Ultimately, the policy committee decided to send policy 720 back to Russell and the administration to further assess and revise, based on Fountain’s proposition of designating the two existing men’s and women’s bathrooms on the first and second floors of PVHS as “a nonbinary bathroom,” Fountain said. “They could be used by whoever chooses to use them.” 

Fountain added that the remaining school facilities would stay “biological male/female.” 

White said she thought this suggestion would not solve the safety issue, including the issue of vaping in school bathrooms. 

Further input from policy committee members included having other administrative school district staffers and legal counsel involved in writing the policy; turning to policies from other schools to help inform the language of policy 720; and even getting student voices involved in creating the policy. Russell added that existing administrative regulations serve as templates for the school district’s policies. 

“In the research I’ve been doing, it seems like every other school district in Montgomery County essentially operates the way that we currently are,” a policy committee member said at the Sept. 19 meeting. “I have not been able to find a policy that is closer to 720, aside from perhaps four districts that I found. I think that Mr. Fountain’s suggestion may be at least a good pathway…and then we can also address safety issues.”

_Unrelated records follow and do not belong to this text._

use std::sync::Arc;

use tokio::sync::watch;
use tracing::info;

use crate::errors::AppError;
use crate::models::Language;

/// Process-wide display language, passed explicitly to whoever needs it.
///
/// Clones share the same value. A `set` is visible through every clone and
/// every [`PreferenceWatcher`] as soon as it returns.
#[derive(Clone, Debug)]
pub struct LanguagePreference {
    tx: Arc<watch::Sender<Language>>,
}

impl Default for LanguagePreference {
    fn default() -> Self {
        Self::new(Language::En)
    }
}

impl LanguagePreference {
    pub fn new(initial: Language) -> Self {
        let (tx, _rx) = watch::channel(initial);
        Self { tx: Arc::new(tx) }
    }

    pub fn get(&self) -> Language {
        *self.tx.borrow()
    }

    /// Returns `true` when the value actually changed.
    pub fn set(&self, language: Language) -> bool {
        let changed = self.tx.send_if_modified(|current| {
            if *current == language {
                return false;
            }
            *current = language;
            true
        });
        if changed {
            info!("Display language set to {language}");
        }
        changed
    }

    pub fn set_code(&self, code: &str) -> Result<Language, AppError> {
        let language = Language::from_code(code)
            .ok_or_else(|| AppError::UnsupportedLanguage { code: code.to_string() })?;
        self.set(language);
        Ok(language)
    }

    /// Advances en → te → hi → en and returns the new value.
    pub fn cycle(&self) -> Language {
        let next = self.get().next();
        self.set(next);
        next
    }

    pub fn subscribe(&self) -> PreferenceWatcher {
        PreferenceWatcher { rx: self.tx.subscribe() }
    }
}

/// Observer side of a [`LanguagePreference`].
#[derive(Debug)]
pub struct PreferenceWatcher {
    rx: watch::Receiver<Language>,
}

impl PreferenceWatcher {
    /// Whether a change happened since the last [`current`](Self::current).
    pub fn has_changed(&self) -> bool {
        self.rx.has_changed().unwrap_or(false)
    }

    /// Reads the value and marks it as seen.
    pub fn current(&mut self) -> Language {
        *self.rx.borrow_and_update()
    }

    /// Waits for the next change and returns the new value.
    pub async fn changed(&mut self) -> Result<Language, AppError> {
        self.rx
            .changed()
            .await
            .map_err(|_| AppError::Unexpected("language preference dropped".to_string()))?;
        Ok(*self.rx.borrow_and_update())
    }
}

#[cfg(test)]
mod tests {
    use super::*;

    #[test]
    fn starts_in_english() {
        assert_eq!(LanguagePreference::default().get(), Language::En);
    }

    #[test]
    fn cycle_three_times_returns_to_english() {
        let pref = LanguagePreference::default();
        assert_eq!(pref.cycle(), Language::Te);
        assert_eq!(pref.cycle(), Language::Hi);
        assert_eq!(pref.cycle(), Language::En);
        assert_eq!(pref.get(), Language::En);
    }

    #[test]
    fn clones_share_state() {
        let pref = LanguagePreference::default();
        let other = pref.clone();
        other.set(Language::Hi);
        assert_eq!(pref.get(), Language::Hi);
    }

    #[test]
    fn watcher_sees_change_synchronously() {
        let pref = LanguagePreference::default();
        let mut watcher = pref.subscribe();
        assert!(!watcher.has_changed());

        pref.set(Language::Te);
        assert!(watcher.has_changed());
        assert_eq!(watcher.current(), Language::Te);
        assert!(!watcher.has_changed());
    }

    #[test]
    fn setting_same_value_is_not_a_change() {
        let pref = LanguagePreference::default();
        let watcher = pref.subscribe();
        assert!(!pref.set(Language::En));
        assert!(!watcher.has_changed());
    }

    #[test]
    fn set_code_rejects_unknown_codes() {
        let pref = LanguagePreference::default();
        let err = pref.set_code("fr").unwrap_err();
        assert!(matches!(err, AppError::UnsupportedLanguage { .. }));
        assert_eq!(pref.get(), Language::En);
        assert_eq!(pref.set_code("hi").unwrap(), Language::Hi);
    }

    #[tokio::test]
    async fn changed_resolves_after_set() {
        let pref = LanguagePreference::default();
        let mut watcher = pref.subscribe();
        let setter = pref.clone();
        tokio::spawn(async move {
            setter.set(Language::Hi);
        });
        assert_eq!(watcher.changed().await.unwrap(), Language::Hi);
    }
}
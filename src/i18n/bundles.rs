use super::{
    ChatStrings, HomeStrings, InsightStrings, LocaleBundle, NoticeStrings, SensorStrings,
};
use crate::models::Language;

pub(super) static EN: LocaleBundle = LocaleBundle {
    language: Language::En,
    chat: ChatStrings {
        title: "AI Assistant",
        subtitle: "Ask me anything about farming",
        placeholder: "Type your question...",
        send: "Send",
        speak: "Speak",
        change_language: "Change Language",
        examples_title: "Try asking:",
        thinking: "Thinking...",
        welcome: "Hello! I'm KrishiMitra, your AI farming assistant. I can help you with soil health, crop selection, weather insights, and farming best practices. How can I assist you today?",
        examples: &[
            "What is the ideal pH for rice?",
            "How to improve soil moisture?",
            "Best crops for this season?",
        ],
    },
    home: HomeStrings {
        welcome: "Welcome to KrishiMitra",
        dashboard: "Dashboard",
        active_sensors: "Active Sensors",
        farmers: "Farmers Empowered",
        yield_increase: "Avg. Yield Increase",
        savings: "Avg. Annual Savings",
        weather: "Weather Today",
        sensor_status: "Sensor Status",
        alerts: "Alerts",
        view_all: "View All",
    },
    sensors: SensorStrings {
        title: "Sensor Monitoring",
        all_sensors: "All Sensors",
        moisture: "Moisture",
        ph: "pH Level",
        temperature: "Temperature",
        battery: "Battery",
        last_update: "Last Update",
        view_history: "View 7-Day History",
        history: "Historical Data",
    },
    insights: InsightStrings {
        title: "Farm Insights",
        recommendations: "Crop Recommendations",
        yield_prediction: "Yield Prediction",
        current_conditions: "Current Conditions",
        suitability: "Suitability Score",
        season: "Season",
        expected_yield: "Expected Yield",
        market_price: "Market Price",
        view_all: "View All Crops",
        predict_yield: "Predict Yield",
        confidence: "Confidence",
        recommendations_title: "Recommendations",
        language: "Language",
        about: "About KrishiMitra",
        about_text: "KrishiMitra is your AI-powered agricultural assistant, helping farmers make data-driven decisions for better yields and sustainable farming.",
    },
    notices: NoticeStrings {
        error_title: "Error",
        chat_failed: "Failed to get response. Please try again.",
        speech_failed: "Text-to-speech failed",
        busy: "Please wait for the current reply.",
    },
};

pub(super) static TE: LocaleBundle = LocaleBundle {
    language: Language::Te,
    chat: ChatStrings {
        title: "AI సహాయకం",
        subtitle: "వ్యవసాయం గురించి ఏదైనా అడగండి",
        placeholder: "మీ ప్రశ్న టైప్ చేయండి...",
        send: "పంపు",
        speak: "మాట్లాడు",
        change_language: "భాష మార్చు",
        examples_title: "ఇలా అడగండి:",
        thinking: "ఆలోచిస్తోంది...",
        welcome: "హలో! నేను కృషి మిత్ర, మీ AI వ్యవసాయ సహాయకం. నేల ఆరోగ్యం, పంట ఎంపిక, వాతావరణ సమాచారం మరియు వ్యవసాయ ఉత్తమ పద్ధతులతో నేను మీకు సహాయం చేయగలను. ఈరోజు నేను మీకు ఎలా సహాయం చేయగలను?",
        examples: &[
            "వరికి అనువైన pH ఏమిటి?",
            "మట్టి తేమను ఎలా మెరుగుపరచాలి?",
            "ఈ కాలానికి ఉత్తమ పంటలు ఏవి?",
        ],
    },
    home: HomeStrings {
        welcome: "కృషి మిత్రకు స్వాగతం",
        dashboard: "డాష్‌బోర్డ్",
        active_sensors: "సక్రియ సెన్సార్లు",
        farmers: "రైతులకు సహాయం",
        yield_increase: "సగటు దిగుబడి పెరుగుదల",
        savings: "సగటు వార్షిక ఆదా",
        weather: "నేటి వాతావరణం",
        sensor_status: "సెన్సార్ స్థితి",
        alerts: "హెచ్చరికలు",
        view_all: "అన్నీ చూడండి",
    },
    sensors: SensorStrings {
        title: "సెన్సార్ పర్యవేక్షణ",
        all_sensors: "అన్ని సెన్సార్లు",
        moisture: "నమి",
        ph: "pH స్థాయి",
        temperature: "ఉష్ణోగ్రత",
        battery: "బ్యాటరీ",
        last_update: "చివరి అప్‌డేట్",
        view_history: "7-రోజుల చరిత్ర చూడండి",
        history: "చారిత్రిక డేటా",
    },
    insights: InsightStrings {
        title: "వ్యవసాయ అంతర్దృష్టులు",
        recommendations: "పంట సిఫార్సులు",
        yield_prediction: "దిగుబడి అంచనా",
        current_conditions: "ప్రస్తుత పరిస్థితులు",
        suitability: "అనుకూలత స్కోర్",
        season: "కాలం",
        expected_yield: "ఆశించిన దిగుబడి",
        market_price: "మార్కెట్ ధర",
        view_all: "అన్ని పంటలు చూడండి",
        predict_yield: "దిగుబడి అంచనా",
        confidence: "విశ్వాసం",
        recommendations_title: "సిఫార్సులు",
        language: "భాష",
        about: "కృషి మిత్ర గురించి",
        about_text: "కృషి మిత్ర మీ AI-శక్తితో కూడిన వ్యవసాయ సహాయకం, రైతులకు మెరుగైన దిగుబడి మరియు స్థిరమైన వ్యవసాయం కోసం డేటా-ఆధారిత నిర్ణయాలు తీసుకోవడంలో సహాయం చేస్తుంది.",
    },
    notices: NoticeStrings {
        error_title: "లోపం",
        chat_failed: "సమాధానం పొందడంలో విఫలమైంది. దయచేసి మళ్లీ ప్రయత్నించండి.",
        speech_failed: "వచనం నుండి ప్రసంగం విఫలమైంది",
        busy: "దయచేసి ప్రస్తుత సమాధానం కోసం వేచి ఉండండి.",
    },
};

pub(super) static HI: LocaleBundle = LocaleBundle {
    language: Language::Hi,
    chat: ChatStrings {
        title: "AI सहायक",
        subtitle: "खेती के बारे में कुछ भी पूछें",
        placeholder: "अपना प्रश्न टाइप करें...",
        send: "भेजें",
        speak: "बोलें",
        change_language: "भाषा बदलें",
        examples_title: "यह पूछकर देखें:",
        thinking: "सोच रहा है...",
        welcome: "नमस्ते! मैं कृषि मित्र हूं, आपका AI कृषि सहायक। मैं मिट्टी के स्वास्थ्य, फसल चयन, मौसम की जानकारी और खेती की सर्वोत्तम प्रथाओं में आपकी सहायता कर सकता हूं। आज मैं आपकी कैसे सहायता कर सकता हूं?",
        examples: &[
            "चावल के लिए आदर्श pH क्या है?",
            "मिट्टी की नमी कैसे सुधारें?",
            "इस मौसम के लिए सबसे अच्छी फसलें?",
        ],
    },
    home: HomeStrings {
        welcome: "कृषि मित्र में आपका स्वागत है",
        dashboard: "डैशबोर्ड",
        active_sensors: "सक्रिय सेंसर",
        farmers: "सशक्त किसान",
        yield_increase: "औसत उपज वृद्धि",
        savings: "औसत वार्षिक बचत",
        weather: "आज का मौसम",
        sensor_status: "सेंसर स्थिति",
        alerts: "अलर्ट",
        view_all: "सभी देखें",
    },
    sensors: SensorStrings {
        title: "सेंसर निगरानी",
        all_sensors: "सभी सेंसर",
        moisture: "नमी",
        ph: "pH स्तर",
        temperature: "तापमान",
        battery: "बैटरी",
        last_update: "आखिरी अपडेट",
        view_history: "7-दिन का इतिहास देखें",
        history: "एतिहासिक डेटा",
    },
    insights: InsightStrings {
        title: "कृषि अंतर्दृष्टि",
        recommendations: "फसल सिफारिशें",
        yield_prediction: "उपज पूर्वानुमान",
        current_conditions: "वर्तमान स्थितियां",
        suitability: "उपयुक्तता स्कोर",
        season: "मौसम",
        expected_yield: "अपेक्षित उपज",
        market_price: "बाजार मूल्य",
        view_all: "सभी फसलें देखें",
        predict_yield: "उपज पूर्वानुमान",
        confidence: "विश्वास",
        recommendations_title: "सिफारिशें",
        language: "भाषा",
        about: "कृषि मित्र के बारे में",
        about_text: "कृषि मित्र आपका AI-संचालित कृषि सहायक है, जो किसानों को बेहतर उपज और टिकाऊ खेती के लिए डेटा-संचालित निर्णय लेने में मदद करता है।",
    },
    notices: NoticeStrings {
        error_title: "त्रुटि",
        chat_failed: "जवाब प्राप्त करने में विफल। कृपया पुनः प्रयास करें।",
        speech_failed: "टेक्स्ट-टू-स्पीच विफल रहा",
        busy: "कृपया वर्तमान उत्तर की प्रतीक्षा करें।",
    },
};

After the policy committee meeting, parents and students expressed their thoughts on policy 720 that includes the proposed compromise, which included those who support the separation of bathroom use based on sex instead of gender, which some of them framed as an issue of comfort. Other community members, including students, conveyed their opposition to a compromise policy that they believe still discriminates against trans and nonbinary students in the district. 

The revised policy, which will be based on feedback from administration staff, parents and students, will be reintroduced to the next policy committee meeting in October.